[Stored data entries]

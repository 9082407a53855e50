use tracing::{debug, warn};

use certkit_element_sdk::{
    Element, ElementError, ElementMetadata, FormSubmission, FormSurface, IssueRecord,
    RenderContext, RenderedValue, dates, keys, text,
};

use crate::config::{FieldSelector, ProgramFieldConfig};

/// Element type token registered with the host.
pub const ELEMENT_TYPE: &str = "programs";

/// Form field names.
pub const FIELD_PROGRAM_FIELD: &str = "programfield";
pub const FIELD_DATE_FORMAT: &str = "dateformat";

/// Keys of the issue snapshot produced by the host issuance process.
/// `programallocationid` is also present but unused by this element.
pub const ISSUE_FULL_NAME: &str = "programfullname";
pub const ISSUE_ID_NUMBER: &str = "programidnumber";
pub const ISSUE_PROGRAM_ID: &str = "programid";
pub const ISSUE_TIME_COMPLETED: &str = "programtimecompleted";

/// Site-relative path of the program catalogue page.
pub const CATALOGUE_PATH: &str = "/enrol/programs/catalogue/program";

/// The "program field" element: resolves one configured program attribute
/// (name, ID number, catalogue URL, or completion date) into its display
/// string, from fixed preview samples or from an issue snapshot.
#[derive(Debug, Clone, Default)]
pub struct ProgramsElement {
    config: ProgramFieldConfig,
}

impl ProgramsElement {
    #[must_use]
    pub fn new(config: ProgramFieldConfig) -> Self {
        Self { config }
    }

    /// Builds an element directly from a persisted configuration string.
    #[must_use]
    pub fn from_stored(stored: &str) -> Self {
        Self::new(ProgramFieldConfig::parse(stored))
    }

    #[must_use]
    pub fn config(&self) -> &ProgramFieldConfig {
        &self.config
    }

    fn catalogue_url(base_url: &str, program_id: &str) -> String {
        format!("{base_url}{CATALOGUE_PATH}?id={program_id}")
    }

    /// Resolves the configured format name and renders the timestamp.
    /// The legacy leading-zero alias maps to its fixed pattern; unknown
    /// names fall back to the default date format.
    fn format_date(&self, ctx: &RenderContext<'_>, timestamp: i64) -> String {
        let name = self.config.date_format().unwrap_or(dates::FORMAT_DATE);
        let pattern = if name == dates::FORMAT_DATE_FULL_SHORT_LEADING_ZERO {
            dates::LEADING_ZERO_SHORT_PATTERN
        } else if let Some(pattern) = dates::pattern(name) {
            pattern
        } else {
            debug!(format = name, "unknown date format, using the default");
            dates::default_pattern()
        };
        ctx.dates.render(timestamp, pattern)
    }

    fn error_value(&self, ctx: &RenderContext<'_>) -> String {
        ctx.strings.string_or_key(keys::ERROR).to_string()
    }
}

impl Element for ProgramsElement {
    fn metadata(&self) -> ElementMetadata {
        ElementMetadata {
            element_type: ELEMENT_TYPE.into(),
            name: "Program field".into(),
            version: env!("CARGO_PKG_VERSION").into(),
            stores_personal_data: false,
        }
    }

    fn build_form(&self, form: &mut dyn FormSurface, ctx: &RenderContext<'_>) {
        let labels = [
            keys::PROGRAM_NAME,
            keys::PROGRAM_ID_NUMBER,
            keys::PROGRAM_URL,
            keys::PROGRAM_COMPLETION,
        ];
        let options = FieldSelector::KNOWN_TOKENS
            .iter()
            .zip(labels)
            .map(|(token, key)| {
                certkit_element_sdk::SelectOption::new(*token, ctx.strings.string_or_key(key))
            })
            .collect();

        form.add_select(
            FIELD_PROGRAM_FIELD,
            ctx.strings.string_or_key(keys::PROGRAM_FIELD),
            options,
        );
        form.add_help(
            FIELD_PROGRAM_FIELD,
            ctx.strings.string_or_key(keys::PROGRAM_FIELD_HELP),
        );

        form.add_select(
            FIELD_DATE_FORMAT,
            ctx.strings.string_or_key(keys::DATE_FORMAT),
            dates::format_options(ctx.dates, ctx.now),
        );
        form.add_help(
            FIELD_DATE_FORMAT,
            ctx.strings.string_or_key(keys::DATE_FORMAT_HELP),
        );
        form.hide_unless_equals(
            FIELD_DATE_FORMAT,
            FIELD_PROGRAM_FIELD,
            FieldSelector::TimeCompleted.as_str(),
        );
    }

    fn capture_config(&self, submission: &FormSubmission) -> Result<String, ElementError> {
        let selector = submission
            .get(FIELD_PROGRAM_FIELD)
            .ok_or_else(|| ElementError::MissingFormField(FIELD_PROGRAM_FIELD.into()))?;
        let date_format = submission.get(FIELD_DATE_FORMAT).map(str::to_owned);
        let config = ProgramFieldConfig::capture(FieldSelector::from(selector), date_format)?;
        Ok(config.to_stored())
    }

    fn parse_config(&mut self, stored: &str) -> Result<(), ElementError> {
        self.config = ProgramFieldConfig::parse(stored);
        Ok(())
    }

    fn prepare_form_data(&self) -> FormSubmission {
        let mut data =
            FormSubmission::new().with(FIELD_PROGRAM_FIELD, self.config.selector().as_str());
        if let Some(format) = self.config.date_format() {
            data.set(FIELD_DATE_FORMAT, format);
        }
        data
    }

    fn render_preview(&self, ctx: &RenderContext<'_>) -> RenderedValue {
        debug!(selector = %self.config.selector(), "rendering preview sample");
        let value = match &self.config {
            ProgramFieldConfig::Bare(FieldSelector::FullName) => text::escape_html("Program 001"),
            ProgramFieldConfig::Bare(FieldSelector::IdNumber) => text::escape_html("P001"),
            ProgramFieldConfig::Bare(FieldSelector::Url) => {
                let url = Self::catalogue_url(ctx.base_url, "1");
                text::anchor(&url, &url)
            }
            ProgramFieldConfig::Bare(FieldSelector::TimeCompleted)
            | ProgramFieldConfig::DatedCompletion { .. } => self.format_date(ctx, ctx.now),
            ProgramFieldConfig::Bare(FieldSelector::Other(token)) => text::escape_html(token),
        };
        RenderedValue::new(value)
    }

    fn render_issued(&self, ctx: &RenderContext<'_>, issue: &IssueRecord) -> RenderedValue {
        let value = match &self.config {
            ProgramFieldConfig::Bare(FieldSelector::FullName) => {
                issue.get_str(ISSUE_FULL_NAME).map(text::escape_html)
            }
            ProgramFieldConfig::Bare(FieldSelector::IdNumber) => {
                issue.get_str(ISSUE_ID_NUMBER).map(text::escape_html)
            }
            ProgramFieldConfig::Bare(FieldSelector::Url) => {
                issue.get_display(ISSUE_PROGRAM_ID).map(|id| {
                    let url = Self::catalogue_url(ctx.base_url, &id);
                    text::anchor(&url, &url)
                })
            }
            ProgramFieldConfig::Bare(FieldSelector::TimeCompleted)
            | ProgramFieldConfig::DatedCompletion { .. } => issue
                .get_i64(ISSUE_TIME_COMPLETED)
                .map(|ts| self.format_date(ctx, ts)),
            // Unknown selectors have no issue counterpart.
            ProgramFieldConfig::Bare(FieldSelector::Other(_)) => None,
        };

        let value = value.unwrap_or_else(|| {
            warn!(
                selector = %self.config.selector(),
                "issue snapshot has no value for this field, rendering the error placeholder"
            );
            self.error_value(ctx)
        });
        RenderedValue::new(value)
    }

    fn render_html(&self, ctx: &RenderContext<'_>) -> RenderedValue {
        // Always show something so the element can be repositioned.
        let value = match &self.config {
            ProgramFieldConfig::Bare(FieldSelector::FullName) => {
                ctx.strings.string_or_key(keys::PROGRAM_NAME).to_string()
            }
            ProgramFieldConfig::Bare(FieldSelector::IdNumber) => ctx
                .strings
                .string_or_key(keys::PROGRAM_ID_NUMBER)
                .to_string(),
            ProgramFieldConfig::Bare(FieldSelector::Url) => {
                ctx.strings.string_or_key(keys::PROGRAM_URL).to_string()
            }
            ProgramFieldConfig::Bare(FieldSelector::TimeCompleted) => ctx
                .strings
                .string_or_key(keys::PROGRAM_COMPLETION)
                .to_string(),
            ProgramFieldConfig::DatedCompletion { .. } => self.format_date(ctx, ctx.now),
            ProgramFieldConfig::Bare(FieldSelector::Other(token)) => token.clone(),
        };
        RenderedValue::new(text::escape_html(&value))
    }
}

§ **DIRECTIONS**
Return, exactly, the lines from the first line of the records above to the line containing "Form field names.", both included.

§ **SOLUTION FOR THIS TASK**
repository 9082407a53855e50
use tracing::{debug, warn};

use certkit_element_sdk::{
    Element, ElementError, ElementMetadata, FormSubmission, FormSurface, IssueRecord,
    RenderContext, RenderedValue, dates, keys, text,
};

use crate::config::{FieldSelector, ProgramFieldConfig};

/// Element type token registered with the host.
pub const ELEMENT_TYPE: &str = "programs";

/// Form field names.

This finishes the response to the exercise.